Michael Reiter, UNC  June 2012
Project proposal is to construct a system called WACCO, an abbreviation for “Wide-Area Cluster-Consistent Objects”. WACCO manages access to stateful, deterministic objects over a logically tree-based overlay network of proxies that is arranged to respect geography; i.e., neighbors in the tree tend to be close geographically or, more to the point, enjoy low latency between them. Each client is assigned to a nearby proxy to which it connects to access objects, and object access is managed through a protocol that offers a novel type of consistency that we dub cluster consistency. Cluster consistency is strong: it ensures sequential consistency, a consistency condition initially conceived for use in shared-memory systems, and also that clusters of concurrent reads see the most recent preceding update to the object on which the reads are performed.

Scalability of services implemented using WACCO is achieved through two strategies. First, WACCO uses the logical tree structure of the overlay to aggregate read demand, permitting the responses to some reads to answer others. As such, under high read concurrency, the vast majority of reads are not propagated to the location of the object; rather, most are paused in the tree awaiting other to complete, from which the return result can be “borrowed.” Second, WACCO employs migration to dynamically change where each object resides.
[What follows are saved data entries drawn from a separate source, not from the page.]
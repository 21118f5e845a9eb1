//! Error types for the Spotify Web API client.

use thiserror::Error;

/// Errors that can occur when interacting with the Spotify Web API.
#[derive(Debug, Error)]
pub enum SpotifyError {
    /// HTTP transport error (connection refused, timeout, TLS failure, etc.).
    #[error("HTTP request failed: {0}")]
    Http(#[from] reqwest::Error),

    /// The API answered with a non-2xx status.
    ///
    /// Common statuses:
    /// - `401`: access token expired or revoked
    /// - `403`: missing scope for this endpoint
    /// - `404`: unknown ID
    /// - `429`: rate limited
    #[error("API error (status {status}): {message}")]
    Api {
        /// HTTP status returned by the API.
        status: u16,
        /// Human-readable error message from the API error envelope.
        message: String,
    },

    /// The accounts service rejected a token request (bad code, revoked
    /// refresh token, wrong client credentials).
    #[error("authorization failed: {0}")]
    Auth(String),

    /// No access token is installed on the client. Run `login` first.
    #[error("not authenticated")]
    NotAuthenticated,

    /// File I/O error (credential cache read/write).
    #[error("I/O error: {0}")]
    Io(#[from] std::io::Error),

    /// Failed to parse or produce JSON.
    #[error("JSON error: {0}")]
    Json(#[from] serde_json::Error),

    /// Catch-all for other errors (e.g. missing config directory, bad ID).
    #[error("{0}")]
    Other(String),
}

/// Convenience alias for `Result<T, SpotifyError>`.
pub type Result<T> = std::result::Result<T, SpotifyError>;
//! Token state and the on-disk credential cache.
//!
//! One cache file exists per caller identity, stored at
//! `<cache_dir>/.cache-<user>` and containing the last token response:
//!
//! ```json
//! {
//!   "access_token": "BQD...",
//!   "token_type": "Bearer",
//!   "scope": "playlist-modify-private user-library-read",
//!   "expires_in": 3600,
//!   "expires_at": 1718000000,
//!   "refresh_token": "AQC..."
//! }
//! ```
//!
//! `expires_at` is an absolute unix timestamp in seconds, computed when the
//! token was issued. It is the only field consulted to decide freshness.

use crate::error::{Result, SpotifyError};
use chrono::Utc;
use serde::{Deserialize, Serialize};
use std::fs;
use std::path::{Path, PathBuf};
use std::time::Duration;

/// An access/refresh token pair with its expiry.
#[derive(Debug, Clone, PartialEq, Eq, Serialize, Deserialize)]
pub struct TokenInfo {
    /// Bearer token sent on every API request.
    pub access_token: String,
    /// Always `"Bearer"` for this API.
    #[serde(default = "default_token_type")]
    pub token_type: String,
    /// Space-separated scopes granted to this token.
    #[serde(default)]
    pub scope: String,
    /// Lifetime in seconds as reported by the accounts service.
    #[serde(default)]
    pub expires_in: i64,
    /// Absolute expiry, unix seconds.
    pub expires_at: i64,
    /// Long-lived token used to mint new access tokens.
    pub refresh_token: String,
}

fn default_token_type() -> String {
    "Bearer".to_owned()
}

impl TokenInfo {
    /// Build a token that expires `expires_in` seconds from now.
    pub fn issued_now(
        access_token: String,
        refresh_token: String,
        scope: String,
        expires_in: i64,
    ) -> Self {
        Self {
            access_token,
            token_type: default_token_type(),
            scope,
            expires_in,
            expires_at: Utc::now().timestamp() + expires_in,
            refresh_token,
        }
    }

    /// Seconds left before expiry at `now` (negative once expired).
    pub fn seconds_left(&self, now: i64) -> i64 {
        self.expires_at - now
    }

    /// Time left before expiry, saturating at zero.
    pub fn remaining(&self) -> Duration {
        let secs = self.seconds_left(Utc::now().timestamp());
        Duration::from_secs(u64::try_from(secs).unwrap_or(0))
    }

    /// Whether the token expires within `margin` from now.
    pub fn is_expiring(&self, margin: Duration) -> bool {
        let margin = i64::try_from(margin.as_secs()).unwrap_or(i64::MAX);
        self.seconds_left(Utc::now().timestamp()) < margin
    }

    /// Value for the `Authorization` header.
    pub fn bearer(&self) -> String {
        format!("Bearer {}", self.access_token)
    }
}

/// Reads and writes the credential cache of one caller identity.
#[derive(Debug, Clone)]
pub struct CacheHandler {
    path: PathBuf,
}

impl CacheHandler {
    /// Cache for `user` inside `cache_dir`.
    pub fn new(cache_dir: &Path, user: &str) -> Self {
        Self {
            path: cache_dir.join(format!(".cache-{user}")),
        }
    }

    /// Cache for `user` inside the default directory
    /// (`~/.config/spotify-proxy`).
    pub fn for_user(user: &str) -> Result<Self> {
        Ok(Self::new(&default_cache_dir()?, user))
    }

    /// Location of the cache file.
    pub fn path(&self) -> &Path {
        &self.path
    }

    /// Load the cached token. Returns `None` if the file does not exist.
    pub fn load(&self) -> Result<Option<TokenInfo>> {
        if !self.path.exists() {
            return Ok(None);
        }
        let data = fs::read_to_string(&self.path)?;
        Ok(Some(serde_json::from_str(&data)?))
    }

    /// Save the token, creating parent directories if needed.
    pub fn save(&self, token: &TokenInfo) -> Result<()> {
        if let Some(parent) = self.path.parent() {
            fs::create_dir_all(parent)?;
        }
        let data = serde_json::to_string_pretty(token)?;
        fs::write(&self.path, data)?;
        Ok(())
    }

    /// Delete the cache file.
    pub fn clear(&self) -> Result<()> {
        if self.path.exists() {
            fs::remove_file(&self.path)?;
        }
        Ok(())
    }
}

/// `~/.config/spotify-proxy` (platform equivalent).
pub fn default_cache_dir() -> Result<PathBuf> {
    let config = dirs::config_dir()
        .ok_or_else(|| SpotifyError::Other("cannot determine config directory".into()))?;
    Ok(config.join("spotify-proxy"))
}
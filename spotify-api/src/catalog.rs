//! Track, artist, and album lookups.
//!
//! # Endpoints
//!
//! | Method                               | Endpoint                        | Shape                         |
//! |--------------------------------------|---------------------------------|-------------------------------|
//! | [`SpotifyClient::track`]             | `GET /tracks/{id}`              | single track object           |
//! | [`SpotifyClient::tracks`]            | `GET /tracks?ids=`              | `{ "tracks": [...] }` (≤ 50)  |
//! | [`SpotifyClient::artist`]            | `GET /artists/{id}`             | single artist object          |
//! | [`SpotifyClient::artists`]           | `GET /artists?ids=`             | `{ "artists": [...] }` (≤ 50) |
//! | [`SpotifyClient::artist_albums`]     | `GET /artists/{id}/albums`      | paged `{ "items", "next" }`   |
//! | [`SpotifyClient::artist_top_tracks`] | `GET /artists/{id}/top-tracks`  | `{ "tracks": [...] }`         |
//! | [`SpotifyClient::album`]             | `GET /albums/{id}`              | album with paged `tracks`     |
//! | [`SpotifyClient::album_tracks`]      | `GET /albums/{id}/tracks`       | paged `{ "items", "next" }`   |
//!
//! IDs may be given bare, as `spotify:` URIs, or as open.spotify.com URLs.

use crate::client::{Query, SpotifyClient, normalize_id, push_opt};
use crate::error::{Result, SpotifyError};
use serde_json::Value;

/// Upper bound of IDs per batch lookup.
const MAX_BATCH: usize = 50;

impl SpotifyClient {
    /// Get one track.
    pub async fn track(&self, track_id: &str, market: Option<&str>) -> Result<Value> {
        let id = normalize_id("track", track_id)?;
        let mut query = Query::new();
        push_opt(&mut query, "market", market);
        self.get(&format!("/tracks/{id}"), &query).await
    }

    /// Get up to 50 tracks in one call.
    pub async fn tracks(&self, track_ids: &[String], market: Option<&str>) -> Result<Value> {
        let mut query = vec![("ids", join_ids("track", track_ids)?)];
        push_opt(&mut query, "market", market);
        self.get("/tracks", &query).await
    }

    /// Get one artist.
    pub async fn artist(&self, artist_id: &str) -> Result<Value> {
        let id = normalize_id("artist", artist_id)?;
        self.get(&format!("/artists/{id}"), &Query::new()).await
    }

    /// Get up to 50 artists in one call.
    pub async fn artists(&self, artist_ids: &[String]) -> Result<Value> {
        let query = vec![("ids", join_ids("artist", artist_ids)?)];
        self.get("/artists", &query).await
    }

    /// Page through an artist's releases.
    ///
    /// `include_groups` is a comma-separated subset of
    /// `album,single,appears_on,compilation`.
    pub async fn artist_albums(
        &self,
        artist_id: &str,
        include_groups: Option<&str>,
        limit: u32,
        offset: u32,
    ) -> Result<Value> {
        let id = normalize_id("artist", artist_id)?;
        let mut query: Query = vec![("limit", limit.to_string()), ("offset", offset.to_string())];
        push_opt(&mut query, "include_groups", include_groups);
        self.get(&format!("/artists/{id}/albums"), &query).await
    }

    /// An artist's most popular tracks in `country`.
    pub async fn artist_top_tracks(&self, artist_id: &str, country: &str) -> Result<Value> {
        let id = normalize_id("artist", artist_id)?;
        let query = vec![("market", country.to_owned())];
        self.get(&format!("/artists/{id}/top-tracks"), &query).await
    }

    /// Get one album, including its first page of tracks.
    pub async fn album(&self, album_id: &str, market: Option<&str>) -> Result<Value> {
        let id = normalize_id("album", album_id)?;
        let mut query = Query::new();
        push_opt(&mut query, "market", market);
        self.get(&format!("/albums/{id}"), &query).await
    }

    /// Page through an album's tracks.
    pub async fn album_tracks(&self, album_id: &str, limit: u32, offset: u32) -> Result<Value> {
        let id = normalize_id("album", album_id)?;
        let query = vec![("limit", limit.to_string()), ("offset", offset.to_string())];
        self.get(&format!("/albums/{id}/tracks"), &query).await
    }
}

fn join_ids(kind: &str, ids: &[String]) -> Result<String> {
    if ids.len() > MAX_BATCH {
        return Err(SpotifyError::Other(format!(
            "at most {MAX_BATCH} {kind} ids per call, got {}",
            ids.len()
        )));
    }
    let ids = ids
        .iter()
        .map(|id| normalize_id(kind, id))
        .collect::<Result<Vec<_>>>()?;
    Ok(ids.join(","))
}

#[cfg(test)]
mod tests {
    use super::*;

    #[test]
    fn joins_mixed_id_forms() {
        let ids = vec!["a1".to_owned(), "spotify:artist:b2".to_owned()];
        assert_eq!(join_ids("artist", &ids).unwrap(), "a1,b2");
    }

    #[test]
    fn rejects_oversized_batch() {
        let ids: Vec<String> = (0..51).map(|i| format!("id{i}")).collect();
        assert!(join_ids("track", &ids).is_err());
    }
}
This permits the object to move closer to demand as it fluctuates, e.g., due to diurnal patterns.

WACCO was initially conceived to support global-scale services such as content distribution networks (CDNs), but while ensuring much greater responsiveness to data updates than existing designs allow. As such, WACCO’s design places a premium on supporting both frequent updates and widespread concurrent reads on a per-object basis. The proposed work includes the implementation of WACCO and its evaluation in the CDN domain, as well as exploration of its use for applications running across geographically distributed datacenters.